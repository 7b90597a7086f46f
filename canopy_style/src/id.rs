// Copyright 2025 the Canopy Authors
// SPDX-License-Identifier: Apache-2.0 OR MIT

//! Style property identifiers and change flags.

/// Value shape a property stores.
#[derive(Copy, Clone, Debug, PartialEq, Eq, Hash)]
pub enum PropertyKind {
    /// A [`Length`](crate::Length).
    Length,
    /// A plain number.
    Float,
    /// An integer, also used for enumerations.
    Int,
    /// A [`Color`](crate::Color).
    Color,
    /// An image or font handle.
    Resource,
    /// A [`Cursor`](crate::Cursor).
    Cursor,
}

/// Style properties understood by the cascade.
#[derive(Copy, Clone, Debug, PartialEq, Eq, PartialOrd, Ord, Hash)]
pub enum StylePropertyId {
    /// `width`
    Width,
    /// `height`
    Height,
    /// `min-width`
    MinWidth,
    /// `max-width`
    MaxWidth,
    /// `font-size`
    FontSize,
    /// `border-width`
    BorderWidth,
    /// `flex-grow`
    FlexGrow,
    /// `flex-shrink`
    FlexShrink,
    /// `opacity`
    Opacity,
    /// `color`
    Color,
    /// `background-color`
    BackgroundColor,
    /// `border-color`
    BorderColor,
    /// `background-image`
    BackgroundImage,
    /// `-unity-font`
    Font,
    /// `-unity-slice-left`
    SliceLeft,
    /// `display`
    Display,
    /// `visibility`
    Visibility,
    /// `cursor`
    Cursor,
}

impl StylePropertyId {
    /// Every property, in declaration order.
    pub const ALL: [Self; 18] = [
        Self::Width,
        Self::Height,
        Self::MinWidth,
        Self::MaxWidth,
        Self::FontSize,
        Self::BorderWidth,
        Self::FlexGrow,
        Self::FlexShrink,
        Self::Opacity,
        Self::Color,
        Self::BackgroundColor,
        Self::BorderColor,
        Self::BackgroundImage,
        Self::Font,
        Self::SliceLeft,
        Self::Display,
        Self::Visibility,
        Self::Cursor,
    ];

    /// Style sheet name of the property.
    #[must_use]
    pub const fn name(self) -> &'static str {
        match self {
            Self::Width => "width",
            Self::Height => "height",
            Self::MinWidth => "min-width",
            Self::MaxWidth => "max-width",
            Self::FontSize => "font-size",
            Self::BorderWidth => "border-width",
            Self::FlexGrow => "flex-grow",
            Self::FlexShrink => "flex-shrink",
            Self::Opacity => "opacity",
            Self::Color => "color",
            Self::BackgroundColor => "background-color",
            Self::BorderColor => "border-color",
            Self::BackgroundImage => "background-image",
            Self::Font => "-unity-font",
            Self::SliceLeft => "-unity-slice-left",
            Self::Display => "display",
            Self::Visibility => "visibility",
            Self::Cursor => "cursor",
        }
    }

    /// Looks a property up by its style sheet name.
    #[must_use]
    pub fn from_name(name: &str) -> Option<Self> {
        Self::ALL.into_iter().find(|id| id.name() == name)
    }

    /// Value shape of the property.
    #[must_use]
    pub const fn kind(self) -> PropertyKind {
        match self {
            Self::Width | Self::Height | Self::MinWidth | Self::MaxWidth | Self::FontSize => {
                PropertyKind::Length
            }
            Self::BorderWidth | Self::FlexGrow | Self::FlexShrink | Self::Opacity => {
                PropertyKind::Float
            }
            Self::Color | Self::BackgroundColor | Self::BorderColor => PropertyKind::Color,
            Self::BackgroundImage | Self::Font => PropertyKind::Resource,
            Self::SliceLeft | Self::Display | Self::Visibility => PropertyKind::Int,
            Self::Cursor => PropertyKind::Cursor,
        }
    }

    /// Whether children take the parent's value unless told otherwise.
    #[must_use]
    pub const fn inherits(self) -> bool {
        matches!(
            self,
            Self::Color | Self::FontSize | Self::Font | Self::Visibility
        )
    }

    /// Work a change to this property causes.
    #[must_use]
    pub const fn change_flags(self) -> StyleChangeFlags {
        match self {
            Self::Width
            | Self::Height
            | Self::MinWidth
            | Self::MaxWidth
            | Self::FontSize
            | Self::BorderWidth
            | Self::FlexGrow
            | Self::FlexShrink
            | Self::Font
            | Self::Display => StyleChangeFlags::LAYOUT,
            Self::Opacity
            | Self::Color
            | Self::BackgroundColor
            | Self::BorderColor
            | Self::BackgroundImage
            | Self::SliceLeft
            | Self::Visibility
            | Self::Cursor => StyleChangeFlags::REPAINT,
        }
    }

    /// Value grammar of the property, in style sheet syntax notation.
    #[must_use]
    pub const fn syntax(self) -> &'static str {
        match self {
            Self::Width | Self::Height | Self::MinWidth => "<length> | <percentage> | auto",
            Self::MaxWidth => "<length> | <percentage> | none",
            Self::FontSize => "<length> | <percentage>",
            Self::BorderWidth | Self::Opacity => "<number>",
            Self::FlexGrow | Self::FlexShrink => "<number>",
            Self::Color | Self::BackgroundColor | Self::BorderColor => "<color>",
            Self::BackgroundImage => "<resource> | <url> | none",
            Self::Font => "<resource> | <url>",
            Self::SliceLeft => "<integer>",
            Self::Display => "flex | none",
            Self::Visibility => "visible | hidden",
            Self::Cursor => "[ [ <resource> | <url> ] [ <integer> <integer> ]? , ]? <cursor-name>",
        }
    }
}

bitflags::bitflags! {
    /// What a style change requires of the element.
    #[derive(Clone, Copy, Debug, Default, PartialEq, Eq, Hash)]
    pub struct StyleChangeFlags: u8 {
        /// The computed style changed.
        const STYLES = 1 << 0;
        /// Layout must be recomputed.
        const LAYOUT = 1 << 1;
        /// The element must be repainted.
        const REPAINT = 1 << 2;
        /// An inline value was removed; the full cascade must run again.
        const INLINE_REMOVED = 1 << 3;
    }
}

#[cfg(test)]
mod tests {
    use super::*;

    #[test]
    fn names_round_trip() {
        for id in StylePropertyId::ALL {
            assert_eq!(StylePropertyId::from_name(id.name()), Some(id));
        }
        assert_eq!(StylePropertyId::from_name("margin"), None);
    }

    #[test]
    fn layout_and_repaint_partition_properties() {
        for id in StylePropertyId::ALL {
            let flags = id.change_flags();
            assert!(
                flags == StyleChangeFlags::LAYOUT || flags == StyleChangeFlags::REPAINT,
                "{id:?} has {flags:?}"
            );
        }
    }
}
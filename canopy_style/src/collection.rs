// Copyright 2025 the Canopy Authors
// SPDX-License-Identifier: Apache-2.0 OR MIT

//! Explicit style values set on one element.
//!
//! Elements rarely carry more than a handful of inline values, so the
//! collection is an unsorted `SmallVec` searched linearly. The first
//! [`INLINE_CAPACITY`] values live inline without heap allocation.

use smallvec::SmallVec;

use crate::id::StylePropertyId;
use crate::value::{StyleKeyword, StyleValue};

/// Values stored without a heap allocation.
const INLINE_CAPACITY: usize = 8;

/// At most one [`StyleValue`] per property.
///
/// ```
/// use canopy_style::{Length, StyleKeyword, StylePropertyId, StyleValue, StyleValueCollection};
///
/// let mut values = StyleValueCollection::new();
/// values.set_style_value(StyleValue::length(StylePropertyId::Width, Length::px(40.0)));
/// assert_eq!(values.len(), 1);
///
/// // Setting the unset keyword removes the entry.
/// values.set_style_value(StyleValue::keyword(StylePropertyId::Width, StyleKeyword::Null));
/// assert!(values.try_get_style_value(StylePropertyId::Width).is_none());
/// ```
#[derive(Clone, Debug, Default, PartialEq)]
pub struct StyleValueCollection {
    values: SmallVec<[StyleValue; INLINE_CAPACITY]>,
}

impl StyleValueCollection {
    /// Creates an empty collection.
    #[must_use]
    pub fn new() -> Self {
        Self::default()
    }

    /// Returns the value stored for `id`.
    #[must_use]
    pub fn try_get_style_value(&self, id: StylePropertyId) -> Option<&StyleValue> {
        self.values.iter().find(|v| v.id == id)
    }

    /// Stores `value`.
    ///
    /// An existing entry for the same property is overwritten in place, or
    /// removed if `value` carries [`StyleKeyword::Null`]. Without an existing
    /// entry, a `Null` value is ignored and anything else is appended.
    pub fn set_style_value(&mut self, value: StyleValue) {
        let unset = value.keyword == StyleKeyword::Null;
        match self.values.iter().position(|v| v.id == value.id) {
            Some(index) if unset => {
                self.values.remove(index);
            }
            Some(index) => self.values[index] = value,
            None if unset => {}
            None => self.values.push(value),
        }
    }

    /// Removes and returns the value stored for `id`.
    pub fn remove(&mut self, id: StylePropertyId) -> Option<StyleValue> {
        let index = self.values.iter().position(|v| v.id == id)?;
        Some(self.values.remove(index))
    }

    /// Number of stored values.
    #[must_use]
    pub fn len(&self) -> usize {
        self.values.len()
    }

    /// Returns `true` if nothing is stored.
    #[must_use]
    pub fn is_empty(&self) -> bool {
        self.values.is_empty()
    }

    /// Stored values in insertion order.
    pub fn iter(&self) -> impl Iterator<Item = &StyleValue> + '_ {
        self.values.iter()
    }

    /// Drops every stored value.
    pub fn clear(&mut self) {
        self.values.clear();
    }
}
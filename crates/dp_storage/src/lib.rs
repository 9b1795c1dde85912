use std::sync::Arc;

use dp_core::config::StorageConfig;
use dp_core::{ContentStore, Error, Result};
use tracing::info;

pub mod backends;

pub use backends::*;

/// Backends that can be named in configuration.
pub trait StorageBackend: ContentStore {
    fn get_error_message() -> &'static str
    where
        Self: Sized;
}

/// Build the backend named by `config` and make sure it answers.
pub async fn create_storage(config: &StorageConfig) -> Result<Arc<dyn ContentStore>> {
    let storage: Arc<dyn ContentStore> = match config {
        StorageConfig::Memory => Arc::new(InMemoryStorage::new()),
        #[cfg(feature = "sqlite")]
        StorageConfig::Sqlite { path } => {
            let storage = SQLiteStorage::new_with_path(path).await.map_err(|e| {
                Error::FatalConfiguration(format!("{}: {}", SQLiteStorage::get_error_message(), e))
            })?;
            Arc::new(storage)
        }
        #[cfg(not(feature = "sqlite"))]
        StorageConfig::Sqlite { .. } => {
            return Err(Error::FatalConfiguration(
                "SQLite support was not compiled in (enable the `sqlite` feature)".to_string(),
            ))
        }
    };

    storage
        .health_check()
        .await
        .map_err(|e| Error::FatalConfiguration(format!("Storage backend {} is unreachable: {}", storage.name(), e)))?;
    info!("🏦 Storage backend initialized (using {})", storage.name());

    Ok(storage)
}

pub mod prelude {
    pub use super::backends::*;
    pub use super::{create_storage, StorageBackend};
}

#[cfg(test)]
mod tests {
    use super::*;

    #[tokio::test]
    async fn test_create_memory_storage() {
        let storage = create_storage(&StorageConfig::Memory).await.unwrap();
        assert_eq!(storage.name(), "memory");
    }

    #[cfg(feature = "sqlite")]
    #[tokio::test]
    async fn test_create_sqlite_storage() {
        let temp_dir = tempfile::tempdir().unwrap();
        let config = StorageConfig::Sqlite {
            path: temp_dir.path().join("nested").join("content.db"),
        };
        let storage = create_storage(&config).await.unwrap();
        assert_eq!(storage.name(), "sqlite");
    }
}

Work to be completed: Check each line above for the word "unity". Then state how many lines contain it, and nothing more.

Exercise response: 4